→ **DESCRIPTION OF THE TASK**: For the word "Seed", search the records and show each line in which it occurs.

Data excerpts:

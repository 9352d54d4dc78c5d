//! Growth stages.
//!
//! Maps session progress onto the four stages of the tree. The mapping is a
//! pure function; drawing a stage is left to `ui::tree`.

/// Stage of the tree, ordered from least to most grown.
#[derive(Debug, Clone, Copy, PartialEq, Eq, PartialOrd, Ord, Hash)]
pub enum GrowthStage {
    Seed,
    Sprout,
    Sapling,
    Tree,
}

impl GrowthStage {
    /// All stages in growth order.
    pub const ALL: [GrowthStage; 4] = [
        GrowthStage::Seed,
        GrowthStage::Sprout,
        GrowthStage::Sapling,
        GrowthStage::Tree,
    ];

    /// Human readable name of the stage.
    pub fn label(self) -> &'static str {
        match self {
            GrowthStage::Seed => "Seed",
            GrowthStage::Sprout => "Sprout",
            GrowthStage::Sapling => "Sapling",
            GrowthStage::Tree => "Tree",
        }
    }

    /// Progress percentage at which this stage begins.
    pub fn threshold(self) -> f64 {
        match self {
            GrowthStage::Seed => 0.0,
            GrowthStage::Sprout => 25.0,
            GrowthStage::Sapling => 50.0,
            GrowthStage::Tree => 75.0,
        }
    }
}

/// Returns the stage for a progress percentage.
///
/// Intervals are half-open, so 25, 50 and 75 belong to the higher stage.
/// Input outside `[0, 100]` is clamped and NaN counts as no progress.
pub fn stage_for(progress: f64) -> GrowthStage {
    let progress = if progress.is_nan() {
        0.0
    } else {
        progress.clamp(0.0, 100.0)
    };

    if progress < GrowthStage::Sprout.threshold() {
        GrowthStage::Seed
    } else if progress < GrowthStage::Sapling.threshold() {
        GrowthStage::Sprout
    } else if progress < GrowthStage::Tree.threshold() {
        GrowthStage::Sapling
    } else {
        GrowthStage::Tree
    }
}
//! Handles for non-blocking point-to-point operations.

use crate::error::{KError, Result};
use std::sync::mpsc::{Receiver, TryRecvError};

/// A handle to an in-flight `isend`/`irecv`.
///
/// The transfer runs on a worker lane of the issuing channel. `wait` blocks
/// until it has finished and re-raises its failure. Dropping a request
/// without waiting detaches it: the transfer still completes, its result is
/// discarded.
#[must_use = "a request must be waited on to observe failures"]
pub struct Request<T> {
    rx: Receiver<Result<T>>,
    ready: Option<Result<T>>,
}

impl<T> Request<T> {
    pub(crate) fn new(rx: Receiver<Result<T>>) -> Self {
        Self { rx, ready: None }
    }

    /// Poll for completion without blocking.
    pub fn test(&mut self) -> bool {
        if self.ready.is_some() {
            return true;
        }
        match self.rx.try_recv() {
            Ok(r) => {
                self.ready = Some(r);
                true
            }
            Err(TryRecvError::Empty) => false,
            Err(TryRecvError::Disconnected) => {
                self.ready = Some(Err(KError::comm("transfer worker exited without reporting")));
                true
            }
        }
    }

    /// Block until the transfer completes.
    pub fn wait(self) -> Result<T> {
        match self.ready {
            Some(r) => r,
            None => self
                .rx
                .recv()
                .map_err(|_| KError::comm("transfer worker exited without reporting"))?,
        }
    }
}

/// Wait for every request, returning the results in order.
///
/// All requests are waited on even if one fails; the first failure is
/// returned.
pub fn wait_all<T>(requests: Vec<Request<T>>) -> Result<Vec<T>> {
    let mut first_err = None;
    let mut out = Vec::with_capacity(requests.len());
    for req in requests {
        match req.wait() {
            Ok(v) => out.push(v),
            Err(e) => {
                first_err.get_or_insert(e);
            }
        }
    }
    match first_err {
        Some(e) => Err(e),
        None => Ok(out),
    }
}
//! Per-rank communication endpoint.
//!
//! A [`Channel`] binds one rank of a [`CollectiveGroup`] and owns its
//! point-to-point links to every other rank. Each direction of a link is a
//! zero-capacity envelope channel plus an acknowledgement channel: a send
//! only returns once the receiver has taken and validated the envelope, so
//! a length or type mismatch fails both sides.
//!
//! Non-blocking transfers run on lanes private to the channel, one
//! single-threaded FIFO pool per (peer, direction). A lane runs its
//! transfers one at a time in issue order, so two async operations on the
//! same peer and direction can never race for the link.
//!
//! Lanes start on first use, so a rank holds one lane thread per peer and
//! direction it actually talks to asynchronously: two per neighbour for a
//! nearest-neighbour halo, up to `2(P-1)` for all-to-all coupling.

use crate::error::{KError, Result};
use crate::parallel::group::CollectiveGroup;
use crate::parallel::reduce::{ReduceOp, Reducible};
use crate::parallel::request::{self, Request};
use rayon::{ThreadPool, ThreadPoolBuilder};
use std::any::Any;
use std::fmt;
use std::sync::mpsc::{Receiver, SyncSender, sync_channel};
use std::sync::{Arc, Mutex};

struct Envelope {
    len: usize,
    payload: Box<dyn Any + Send>,
}

type Ack = Result<()>;

struct Outbound {
    tx: SyncSender<Envelope>,
    acks: Receiver<Ack>,
}

struct Inbound {
    rx: Receiver<Envelope>,
    acks: SyncSender<Ack>,
}

/// One rank's ends of a bidirectional link with a peer.
pub(crate) struct LinkEnds {
    outbound: Outbound,
    inbound: Inbound,
}

impl LinkEnds {
    /// Create both directions of a link; returns (near ends, far ends).
    pub(crate) fn pair() -> (LinkEnds, LinkEnds) {
        let (near_tx, far_rx) = sync_channel(0);
        let (far_ack_tx, near_ack_rx) = sync_channel(1);
        let (far_tx, near_rx) = sync_channel(0);
        let (near_ack_tx, far_ack_rx) = sync_channel(1);
        let near = LinkEnds {
            outbound: Outbound { tx: near_tx, acks: near_ack_rx },
            inbound: Inbound { rx: near_rx, acks: near_ack_tx },
        };
        let far = LinkEnds {
            outbound: Outbound { tx: far_tx, acks: far_ack_rx },
            inbound: Inbound { rx: far_rx, acks: far_ack_tx },
        };
        (near, far)
    }
}

#[derive(Debug, Clone, Copy, PartialEq, Eq)]
enum Direction {
    Send = 0,
    Recv = 1,
}

struct PeerLink {
    rank: usize,
    peer: usize,
    outbound: Mutex<Outbound>,
    inbound: Mutex<Inbound>,
    lanes: [Mutex<Option<Arc<ThreadPool>>>; 2],
}

impl PeerLink {
    fn new(rank: usize, peer: usize, ends: LinkEnds) -> Self {
        Self {
            rank,
            peer,
            outbound: Mutex::new(ends.outbound),
            inbound: Mutex::new(ends.inbound),
            lanes: [Mutex::new(None), Mutex::new(None)],
        }
    }

    fn hung_up(&self) -> KError {
        KError::comm(format!("rank {} lost its link to rank {}", self.rank, self.peer))
    }

    fn send_vec<T: Send + 'static>(&self, values: Vec<T>) -> Result<()> {
        let out = self.outbound.lock().map_err(|_| self.hung_up())?;
        let env = Envelope { len: values.len(), payload: Box::new(values) };
        out.tx.send(env).map_err(|_| self.hung_up())?;
        out.acks.recv().map_err(|_| self.hung_up())?
    }

    fn recv_into<T: Clone + Send + 'static>(&self, dst: &mut [T]) -> Result<()> {
        let inb = self.inbound.lock().map_err(|_| self.hung_up())?;
        let env = inb.rx.recv().map_err(|_| self.hung_up())?;
        let ack = if env.len != dst.len() {
            Err(KError::SizeMismatch { expected: dst.len(), actual: env.len })
        } else {
            match env.payload.downcast::<Vec<T>>() {
                Ok(values) => {
                    dst.clone_from_slice(&values);
                    Ok(())
                }
                Err(_) => Err(KError::InvalidArgument(format!(
                    "element type mismatch on link {} -> {}",
                    self.peer, self.rank
                ))),
            }
        };
        // The sender may already be gone; our own result still stands.
        let _ = inb.acks.send(ack.clone());
        ack
    }

    fn lane(&self, dir: Direction) -> Result<Arc<ThreadPool>> {
        let mut slot = self.lanes[dir as usize].lock().map_err(|_| self.hung_up())?;
        if let Some(pool) = slot.as_ref() {
            return Ok(Arc::clone(pool));
        }
        let (rank, peer) = (self.rank, self.peer);
        let pool = ThreadPoolBuilder::new()
            .num_threads(1)
            .thread_name(move |_| format!("vmpi-{rank}-{dir:?}-{peer}").to_lowercase())
            .build()
            .map_err(|e| KError::comm(format!("cannot start transfer lane: {e}")))?;
        let pool = Arc::new(pool);
        *slot = Some(Arc::clone(&pool));
        Ok(pool)
    }
}

/// A rank's view of its group: point-to-point links plus the collectives
/// with the rank bound in.
pub struct Channel {
    rank: usize,
    group: Arc<CollectiveGroup>,
    links: Vec<Option<Arc<PeerLink>>>,
}

impl fmt::Debug for Channel {
    fn fmt(&self, f: &mut fmt::Formatter<'_>) -> fmt::Result {
        f.debug_struct("Channel")
            .field("rank", &self.rank)
            .field("size", &self.size())
            .finish()
    }
}

impl Channel {
    pub(crate) fn new(rank: usize, group: Arc<CollectiveGroup>, ends: Vec<Option<LinkEnds>>) -> Self {
        let links = ends
            .into_iter()
            .enumerate()
            .map(|(peer, e)| e.map(|e| Arc::new(PeerLink::new(rank, peer, e))))
            .collect();
        Self { rank, group, links }
    }

    pub fn rank(&self) -> usize {
        self.rank
    }

    pub fn size(&self) -> usize {
        self.group.size()
    }

    pub fn group(&self) -> &Arc<CollectiveGroup> {
        &self.group
    }

    /// Number of transfer lanes (one thread each) started so far.
    pub fn lane_count(&self) -> usize {
        self.links
            .iter()
            .flatten()
            .flat_map(|link| link.lanes.iter())
            .filter(|lane| lane.lock().map(|l| l.is_some()).unwrap_or(false))
            .count()
    }

    fn link(&self, peer: usize) -> Result<&Arc<PeerLink>> {
        if peer == self.rank {
            return Err(KError::SelfMessage { rank: peer });
        }
        self.group.check_rank(peer)?;
        self.group.check_alive()?;
        self.links[peer]
            .as_ref()
            .ok_or_else(|| KError::comm(format!("no link from rank {} to rank {peer}", self.rank)))
    }

    fn check_range(capacity: usize, offset: usize, length: usize) -> Result<()> {
        match offset.checked_add(length) {
            Some(end) if end <= capacity => Ok(()),
            _ => Err(KError::BufferOverflow { offset, length, capacity }),
        }
    }

    // ---- blocking point-to-point ----

    /// Send `data[offset..offset + length]` to `peer`, blocking until the
    /// peer has received it.
    pub fn send_range<T>(&self, data: &[T], offset: usize, length: usize, peer: usize) -> Result<()>
    where
        T: Clone + Send + 'static,
    {
        let link = self.link(peer)?;
        Self::check_range(data.len(), offset, length)?;
        link.send_vec(data[offset..offset + length].to_vec())
    }

    /// Receive exactly `length` elements from `peer` into
    /// `data[offset..offset + length]`.
    pub fn recv_range<T>(&self, data: &mut [T], offset: usize, length: usize, peer: usize) -> Result<()>
    where
        T: Clone + Send + 'static,
    {
        let link = self.link(peer)?;
        Self::check_range(data.len(), offset, length)?;
        link.recv_into(&mut data[offset..offset + length])
    }

    pub fn send<T: Clone + Send + 'static>(&self, data: &[T], peer: usize) -> Result<()> {
        self.send_range(data, 0, data.len(), peer)
    }

    pub fn recv<T: Clone + Send + 'static>(&self, data: &mut [T], peer: usize) -> Result<()> {
        let len = data.len();
        self.recv_range(data, 0, len, peer)
    }

    // ---- non-blocking point-to-point ----

    /// Start sending `data[offset..offset + length]` to `peer`.
    ///
    /// The range is copied before returning, so `data` may be reused
    /// immediately.
    pub fn isend_range<T>(&self, data: &[T], offset: usize, length: usize, peer: usize) -> Result<Request<()>>
    where
        T: Clone + Send + 'static,
    {
        let link = Arc::clone(self.link(peer)?);
        Self::check_range(data.len(), offset, length)?;
        let values = data[offset..offset + length].to_vec();
        let lane = link.lane(Direction::Send)?;
        let (tx, rx) = sync_channel(1);
        lane.spawn_fifo(move || {
            let _ = tx.send(link.send_vec(values));
        });
        Ok(Request::new(rx))
    }

    /// Start receiving `length` elements from `peer` into
    /// `buf[offset..offset + length]`; the filled buffer comes back from
    /// [`Request::wait`].
    pub fn irecv_range<T>(&self, buf: Vec<T>, offset: usize, length: usize, peer: usize) -> Result<Request<Vec<T>>>
    where
        T: Clone + Send + 'static,
    {
        let link = Arc::clone(self.link(peer)?);
        Self::check_range(buf.len(), offset, length)?;
        let lane = link.lane(Direction::Recv)?;
        let (tx, rx) = sync_channel(1);
        lane.spawn_fifo(move || {
            let mut buf = buf;
            let r = link.recv_into(&mut buf[offset..offset + length]).map(|()| buf);
            let _ = tx.send(r);
        });
        Ok(Request::new(rx))
    }

    pub fn isend<T: Clone + Send + 'static>(&self, data: &[T], peer: usize) -> Result<Request<()>> {
        self.isend_range(data, 0, data.len(), peer)
    }

    pub fn irecv<T: Clone + Send + 'static>(&self, buf: Vec<T>, peer: usize) -> Result<Request<Vec<T>>> {
        let len = buf.len();
        self.irecv_range(buf, 0, len, peer)
    }

    /// Wait for a set of requests; see [`request::wait_all`].
    pub fn wait_all<T>(&self, requests: Vec<Request<T>>) -> Result<Vec<T>> {
        request::wait_all(requests)
    }

    /// Exchange with two peers at once: send `send` to `dest` while
    /// receiving `recv` from `source`.
    ///
    /// The send is issued asynchronously, so symmetric exchanges between
    /// pairs of ranks do not deadlock.
    pub fn sendrecv<T>(&self, send: &[T], dest: usize, recv: &mut [T], source: usize) -> Result<()>
    where
        T: Clone + Send + 'static,
    {
        let req = self.isend(send, dest)?;
        let received = self.recv(recv, source);
        let sent = req.wait();
        received.and(sent)
    }

    // ---- collectives, rank bound ----

    pub fn barrier(&self) -> Result<()> {
        self.group.barrier(self.rank)
    }

    pub fn broadcast<T: Clone + Send + 'static>(&self, buf: &mut [T], root: usize) -> Result<()> {
        self.group.broadcast(self.rank, buf, root)
    }

    pub fn gather<T: Clone + Send + 'static>(&self, send: &[T], recv: &mut [Vec<T>], root: usize) -> Result<()> {
        self.group.gather(self.rank, send, recv, root)
    }

    pub fn scatter<T: Clone + Send + 'static>(&self, send: &[Vec<T>], recv: &mut [T], root: usize) -> Result<()> {
        self.group.scatter(self.rank, send, recv, root)
    }

    pub fn all_gather<T: Clone + Send + 'static>(&self, send: &[T], recv: &mut [Vec<T>]) -> Result<()> {
        self.group.all_gather(self.rank, send, recv)
    }

    pub fn all_to_all<T: Clone + Send + 'static>(&self, send: &[Vec<T>], recv: &mut [Vec<T>]) -> Result<()> {
        self.group.all_to_all(self.rank, send, recv)
    }

    pub fn reduce<T: Reducible>(&self, send: &[T], recv: &mut [T], op: ReduceOp, root: usize) -> Result<()> {
        self.group.reduce(self.rank, send, recv, op, root)
    }

    pub fn all_reduce<T: Reducible>(&self, send: &[T], recv: &mut [T], op: ReduceOp) -> Result<()> {
        self.group.all_reduce(self.rank, send, recv, op)
    }

    /// All-reduce of a single value.
    pub fn all_reduce_scalar<T: Reducible>(&self, value: T, op: ReduceOp) -> Result<T> {
        let mut out = [value];
        self.all_reduce(&[value], &mut out, op)?;
        Ok(out[0])
    }

    /// Reduce of a single value; `Some` on `root` only.
    pub fn reduce_scalar<T: Reducible>(&self, value: T, op: ReduceOp, root: usize) -> Result<Option<T>> {
        let mut out = [value];
        self.reduce(&[value], &mut out, op, root)?;
        Ok((self.rank == root).then_some(out[0]))
    }

    /// All-gather of a single value per rank.
    pub fn all_gather_scalar<T: Clone + Default + Send + 'static>(&self, value: T) -> Result<Vec<T>> {
        let mut recv = vec![vec![T::default()]; self.size()];
        self.all_gather(&[value], &mut recv)?;
        Ok(recv.into_iter().flatten().collect())
    }

    /// Collective agreement on a locally computed result.
    ///
    /// Every rank learns whether all ranks succeeded, so a local validation
    /// failure on one rank fails the enclosing collective construction on
    /// every rank instead of leaving the others blocked.
    pub fn agree<T>(&self, local: Result<T>) -> Result<T> {
        let all_ok = self.all_reduce_scalar(local.is_ok(), ReduceOp::And)?;
        match local {
            Err(e) => Err(e),
            Ok(_) if !all_ok => Err(KError::InvalidArgument(
                "construction rejected on another rank".into(),
            )),
            Ok(v) => Ok(v),
        }
    }
}

impl Drop for Channel {
    fn drop(&mut self) {
        if std::thread::panicking() {
            self.group.abort(self.rank, "rank panicked");
        }
    }
}

#[cfg(test)]
mod tests {
    use super::*;
    use crate::parallel::run;

    #[test]
    fn local_validation_needs_no_peer() {
        let results = run(2, |ch| {
            let data = [1.0, 2.0, 3.0];
            let me = ch.rank();
            (
                ch.send(&data, me),
                ch.send_range(&data, 2, 2, 1 - me),
                ch.send(&data, 5),
            )
        })
        .unwrap();
        for (r, (self_send, overflow, bad_peer)) in results.into_iter().enumerate() {
            assert_eq!(self_send, Err(KError::SelfMessage { rank: r }));
            assert_eq!(overflow, Err(KError::BufferOverflow { offset: 2, length: 2, capacity: 3 }));
            assert_eq!(bad_peer, Err(KError::InvalidRank { rank: 5, size: 2 }));
        }
    }

    #[test]
    fn length_mismatch_fails_both_sides() {
        let results = run(2, |ch| {
            if ch.rank() == 0 {
                ch.send(&[1u32, 2, 3], 1)
            } else {
                let mut buf = [0u32; 2];
                ch.recv(&mut buf, 0)
            }
        })
        .unwrap();
        for r in results {
            assert_eq!(r, Err(KError::SizeMismatch { expected: 2, actual: 3 }));
        }
    }

    #[test]
    fn agree_propagates_a_single_failure() {
        let results = run(3, |ch| {
            let local = if ch.rank() == 1 { Err(KError::Unsupported("x")) } else { Ok(ch.rank()) };
            ch.agree(local)
        })
        .unwrap();
        assert!(matches!(results[0], Err(KError::InvalidArgument(_))));
        assert_eq!(results[1], Err(KError::Unsupported("x")));
        assert!(matches!(results[2], Err(KError::InvalidArgument(_))));
    }
}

→ **TASK SOLUTION**:
    Seed,
        GrowthStage::Seed,
            GrowthStage::Seed => "Seed",
            GrowthStage::Seed => 0.0,
        GrowthStage::Seed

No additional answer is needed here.